Anticipatory hyphen Apr 7, 2004

Ich mache mir mehr Sorgen über Apostrophen. (z.B. Heute abend: Blu's)

Tut mir leid, ist halt auf E.

The anticipatory hyphen is used in AmE, and supported by Oxford:

The places where it does matter are summarized in The New Fowler's Modern English Usage (1996), the most important being

1. to make clear the unifying of the sense in compound expressions such as punch-drunk, cost-benefit analysis, or weight-carrying, or compounds in attributive use (that is, in front of the noun), as in an up-to-date list or the well-known performer;

2. to join a prefix to a proper name (e.g. anti-Darwinian);

3. to avoid misunderstanding by distinguishing phrases such as twenty-odd people and twenty odd people, or a third-world conflict and a third world conflict;

4. to clarify the use of a prefix, as in recovering from an illness and re-covering an umbrella;

5. to clarify compounds with similar adjacent sounds, such as sword-dance, co-opt, tool-like.

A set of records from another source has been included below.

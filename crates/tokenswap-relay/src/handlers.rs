//! `/swap` and `/refresh` request handlers.

use std::sync::Arc;

use axum::{
    Json,
    body::{Body, Bytes},
    extract::State,
    http::{HeaderMap, StatusCode, header},
    response::{IntoResponse, Response},
};

use crate::cipher::TokenCipher;
use crate::error::{CipherError, RelayError};
use crate::grant::GrantRequest;
use crate::upstream::{BodyEncoding, SharedTokenEndpoint, UpstreamResponse};

/// Message returned when `/refresh` is called without a token.
pub const MISSING_REFRESH_TOKEN: &str = "Refresh token is missing from body";

/// Message returned when the supplied refresh token cannot be decrypted.
pub const INVALID_REFRESH_TOKEN: &str = "Refresh token is invalid";

/// State shared by the exchange handlers. Read-only after startup.
#[derive(Debug, Clone)]
pub struct ExchangeState {
    pub endpoint: SharedTokenEndpoint,
    pub cipher: Arc<TokenCipher>,
    pub redirect_uri: String,
}

impl ExchangeState {
    pub fn new(
        endpoint: SharedTokenEndpoint,
        cipher: TokenCipher,
        redirect_uri: impl Into<String>,
    ) -> Self {
        Self {
            endpoint,
            cipher: Arc::new(cipher),
            redirect_uri: redirect_uri.into(),
        }
    }

    /// Call the token endpoint and seal any refresh token it returns.
    async fn exchange(&self, grant: GrantRequest) -> Result<UpstreamResponse, ExchangeError> {
        let response = self.endpoint.exchange(&grant).await?;
        Ok(response.with_encrypted_refresh_token(&self.cipher))
    }
}

/// First value of `field` in a form body.
///
/// Bodies sent with any other content type are treated as empty, and a
/// repeated key yields its first value.
fn form_field(headers: &HeaderMap, body: &Bytes, field: &str) -> Option<String> {
    let content_type = headers
        .get(header::CONTENT_TYPE)
        .and_then(|v| v.to_str().ok());

    if BodyEncoding::from_content_type(content_type) != BodyEncoding::FormEncoded {
        return None;
    }

    let pairs: Vec<(String, String)> = serde_urlencoded::from_bytes(body).unwrap_or_default();
    pairs
        .into_iter()
        .find(|(key, _)| key == field)
        .map(|(_, value)| value)
}

/// Handle POST /swap
///
/// Exchanges an authorization code for tokens.
pub async fn swap(
    State(state): State<ExchangeState>,
    headers: HeaderMap,
    body: Bytes,
) -> Result<Response, ExchangeError> {
    // The provider rejects a missing code; only `/refresh` validates locally.
    let grant = GrantRequest::AuthorizationCode {
        code: form_field(&headers, &body, "code").unwrap_or_default(),
        redirect_uri: state.redirect_uri.clone(),
    };

    let response = state.exchange(grant).await?;
    Ok(relay_response(response))
}

/// Handle POST /refresh
///
/// Decrypts the supplied refresh token and exchanges it for a new access
/// token.
pub async fn refresh(
    State(state): State<ExchangeState>,
    headers: HeaderMap,
    body: Bytes,
) -> Result<Response, ExchangeError> {
    let sealed = form_field(&headers, &body, "refresh_token")
        .filter(|t| !t.is_empty())
        .ok_or_else(|| ExchangeError::Validation(MISSING_REFRESH_TOKEN.to_string()))?;

    let refresh_token = state.cipher.decrypt(&sealed)?;

    let response = state
        .exchange(GrantRequest::RefreshToken { refresh_token })
        .await?;
    Ok(relay_response(response))
}

/// Write the upstream status and body as JSON.
fn relay_response(response: UpstreamResponse) -> Response {
    (response.status, Json(response.body.into_json())).into_response()
}

// ============================================================================
// Errors
// ============================================================================

/// Failure of a single exchange request.
#[derive(Debug, thiserror::Error)]
pub enum ExchangeError {
    /// Required input missing.
    #[error("{0}")]
    Validation(String),

    /// The supplied refresh token could not be decrypted.
    #[error("Decrypt error: {0}")]
    Decrypt(#[from] CipherError),

    /// The upstream call failed.
    #[error(transparent)]
    Relay(#[from] RelayError),
}

impl IntoResponse for ExchangeError {
    fn into_response(self) -> Response {
        match self {
            ExchangeError::Validation(message) => {
                tracing::warn!(error = %message, "Rejected exchange request");
                error_json(StatusCode::BAD_REQUEST, &message)
            }
            ExchangeError::Decrypt(e) => {
                tracing::warn!(error = %e, "Rejected undecryptable refresh token");
                error_json(StatusCode::BAD_REQUEST, INVALID_REFRESH_TOKEN)
            }
            ExchangeError::Relay(RelayError::Transport(e)) => {
                tracing::error!(error = %e, "Token endpoint unreachable");
                StatusCode::INTERNAL_SERVER_ERROR.into_response()
            }
            ExchangeError::Relay(RelayError::Undecodable {
                status,
                content_type,
                body,
                reason,
            }) => {
                tracing::warn!(status = %status, %reason, "Relaying undecodable upstream body");
                let mut builder = Response::builder().status(status);
                if let Some(content_type) = content_type {
                    builder = builder.header(header::CONTENT_TYPE, content_type);
                }
                builder
                    .body(Body::from(body))
                    .unwrap_or_else(|_| status.into_response())
            }
        }
    }
}

fn error_json(status: StatusCode, message: &str) -> Response {
    (status, Json(serde_json::json!({ "error": message }))).into_response()
}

6. to represent the use of a common element in a list of compounds, such as four-, six-, and eight-legged animals.

7. in dividing a word across a line-break.

Guidance on word division is given in reference books such as the Oxford Colour Spelling Dictionary (1996).


http://www.askoxford.com/asktheexperts/faq/aboutspelling/hyphen?view=uk


[Edited at 2004-04-07 21:40]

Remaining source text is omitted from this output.